Anyone any experience with markham, Ontario? Any pros or cons? Expensive? 

Any information would be great. 

Thank you


----------



## Auld Yin (Mar 10, 2009)

Lianth2009 said:


> Anyone any experience with markham, Ontario? Any pros or cons? Expensive?
> 
> Any information would be great.
> 
> Thank you


Yes, somewhat expensive. Has a substantial Asian (Chinese) population. It's in the NE corner of Toronto. Has some nice housing but can be very cookie cutter.


----------



## ClaytonP (Apr 15, 2011)

Not super expensive. Especially compared to downtown Toronto.
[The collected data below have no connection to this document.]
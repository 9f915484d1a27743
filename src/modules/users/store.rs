//! User store: the gatekeeper between the business layer and the repository.
//!
//! Every single-user read, update and delete passes the owner-or-admin gate
//! here, before the repository is consulted, so a non-admin learns nothing
//! about users other than themselves. Repository calls and bcrypt work honor
//! the request deadline carried by the [`Context`].

use std::future::Future;
use std::sync::Arc;

use chrono::{DateTime, Utc};
use tokio::sync::OnceCell;
use tracing::{error, instrument, warn};
use userhub_auth::{Claims, owner_or_admin};
use userhub_core::StoreError;
use userhub_core::password::{DEFAULT_COST, hash_password_blocking, verify_password_blocking};
use userhub_db::UserRepository;
use userhub_models::{NewUser, UpdateUser, User};
use uuid::Uuid;

use crate::web::Context;

/// Password checked against the dummy hash when a login names no user.
const DUMMY_PASSWORD: &str = "userhub-dummy-password";

#[derive(Clone)]
pub struct UserStore {
    repo: Arc<dyn UserRepository>,
    hash_cost: u32,
    dummy_hash: Arc<OnceCell<String>>,
}

/// Parses a user id, rejecting anything that is not a UUID.
pub fn check_id(id: &str) -> Result<Uuid, StoreError> {
    Uuid::parse_str(id).map_err(|_| StoreError::InvalidId)
}

/// Runs `fut`, abandoning it if the context deadline passes first.
async fn within<T, F>(ctx: &Context, fut: F) -> Result<T, StoreError>
where
    F: Future<Output = Result<T, StoreError>>,
{
    match ctx.deadline() {
        Some(deadline) => tokio::time::timeout_at(deadline, fut)
            .await
            .map_err(|_| StoreError::DeadlineExceeded)?,
        None => fut.await,
    }
}

impl UserStore {
    pub fn new(repo: Arc<dyn UserRepository>) -> Self {
        Self {
            repo,
            hash_cost: DEFAULT_COST,
            dummy_hash: Arc::new(OnceCell::new()),
        }
    }

    /// Overrides the bcrypt cost used for new hashes.
    pub fn with_hash_cost(mut self, cost: u32) -> Self {
        self.hash_cost = cost;
        self.dummy_hash = Arc::new(OnceCell::new());
        self
    }

    async fn hash(&self, ctx: &Context, password: String) -> Result<String, StoreError> {
        within(ctx, async {
            hash_password_blocking(password, self.hash_cost)
                .await
                .map_err(StoreError::Hashing)
        })
        .await
    }

    /// A hash at the store's cost, computed once, so logins for unknown
    /// emails pay for a full bcrypt verify like known ones.
    async fn dummy_hash(&self, ctx: &Context) -> Result<String, StoreError> {
        within(ctx, async {
            self.dummy_hash
                .get_or_try_init(|| hash_password_blocking(DUMMY_PASSWORD.to_string(), self.hash_cost))
                .await
                .cloned()
                .map_err(StoreError::Hashing)
        })
        .await
    }

    async fn verify(&self, ctx: &Context, password: &str, hash: String) -> Result<bool, StoreError> {
        within(ctx, async {
            verify_password_blocking(password.to_string(), hash)
                .await
                .map_err(StoreError::Hashing)
        })
        .await
    }

    #[instrument(skip_all, fields(email = %nu.email))]
    pub async fn create(&self, ctx: &Context, nu: NewUser, now: DateTime<Utc>) -> Result<User, StoreError> {
        let hash = self.hash(ctx, nu.password.clone()).await?;
        let user = User::create(nu, hash, Uuid::new_v4(), now);

        within(ctx, self.repo.create(&user)).await?;
        Ok(user)
    }

    #[instrument(skip_all, fields(user_id = %user_id))]
    pub async fn update(
        &self,
        ctx: &Context,
        claims: &Claims,
        user_id: &str,
        uu: UpdateUser,
        now: DateTime<Utc>,
    ) -> Result<(), StoreError> {
        let mut user = self.query_by_id(ctx, claims, user_id).await?;

        if uu.roles.as_ref().is_some_and(|roles| *roles != user.roles) && !claims.is_admin() {
            warn!(subject = %claims.sub, user_id = %user.id, "non-admin attempted to change roles");
            return Err(StoreError::Forbidden);
        }

        let hash = match uu.password.clone() {
            Some(password) => Some(self.hash(ctx, password).await?),
            None => None,
        };
        user.apply(uu, hash, now);

        within(ctx, self.repo.update(&user)).await
    }

    #[instrument(skip_all, fields(user_id = %user_id))]
    pub async fn delete(&self, ctx: &Context, claims: &Claims, user_id: &str) -> Result<(), StoreError> {
        let id = check_id(user_id)?;
        owner_or_admin(claims, &id.to_string())?;

        within(ctx, self.repo.delete(id)).await
    }

    pub async fn query_all(&self, ctx: &Context) -> Result<Vec<User>, StoreError> {
        within(ctx, self.repo.query_all()).await
    }

    #[instrument(skip_all, fields(user_id = %user_id))]
    pub async fn query_by_id(&self, ctx: &Context, claims: &Claims, user_id: &str) -> Result<User, StoreError> {
        let id = check_id(user_id)?;
        owner_or_admin(claims, &id.to_string())?;

        within(ctx, self.repo.query_by_id(id)).await
    }

    /// Looks a user up by email. A non-admin gets `Forbidden` both for another
    /// user's email and for an email nobody owns.
    pub async fn query_by_email(&self, ctx: &Context, claims: &Claims, email: &str) -> Result<User, StoreError> {
        match within(ctx, self.repo.query_by_email(email)).await {
            Ok(user) => {
                owner_or_admin(claims, &user.id.to_string())?;
                Ok(user)
            }
            Err(StoreError::NotFound) if !claims.is_admin() => Err(StoreError::Forbidden),
            Err(err) => Err(err),
        }
    }

    /// Verifies `password` against the stored hash for `email`. An unknown
    /// email and a wrong password are indistinguishable to the caller, in
    /// outcome and in time spent.
    #[instrument(skip_all)]
    pub async fn authenticate(&self, ctx: &Context, email: &str, password: &str) -> Result<User, StoreError> {
        let user = match within(ctx, self.repo.query_by_email(email)).await {
            Ok(user) => user,
            Err(StoreError::NotFound) => {
                let dummy = self.dummy_hash(ctx).await?;
                self.verify(ctx, password, dummy).await?;
                return Err(StoreError::AuthenticationFailure);
            }
            Err(err) => return Err(err),
        };

        match self.verify(ctx, password, user.password_hash.clone()).await {
            Ok(true) => Ok(user),
            Ok(false) => Err(StoreError::AuthenticationFailure),
            Err(StoreError::Hashing(err)) => {
                error!(user_id = %user.id, error = %err, "stored password hash is unusable");
                Err(StoreError::AuthenticationFailure)
            }
            Err(err) => Err(err),
        }
    }

    pub async fn ping(&self, ctx: &Context) -> Result<(), StoreError> {
        within(ctx, self.repo.ping()).await
    }
}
It's very much a suburb, has the best Chinese food in the GTA, but not a ton of character. Just north or east of Markham is nice and rural if you like living in the country. Are you planning on working in Markham or downtown?


----------



## Lianth2009 (May 9, 2011)

Thank you both for your replies. 

We are open minded about working in markham or locally, downtown etc obviously depends on job availability. like the idea of rural area, do you have any areas in mind, any input would be great.


----------



## ClaytonP (Apr 15, 2011)

Sure, if you're commuting downtown, Stouffville is really nice and has a GO train station that runs downtown to Union and is also close to Markham. You can find housing just outside there that is really beautiful. Also Uxbridge, Ashburn, Brooklin, Port Perry, and Caledon are nice but the commute downtown will be a bit more painful (1-1.5 hours) if you are driving in traffic.

In the city, try Roncesvalles and Dundas West; two great neighbourhoods.


----------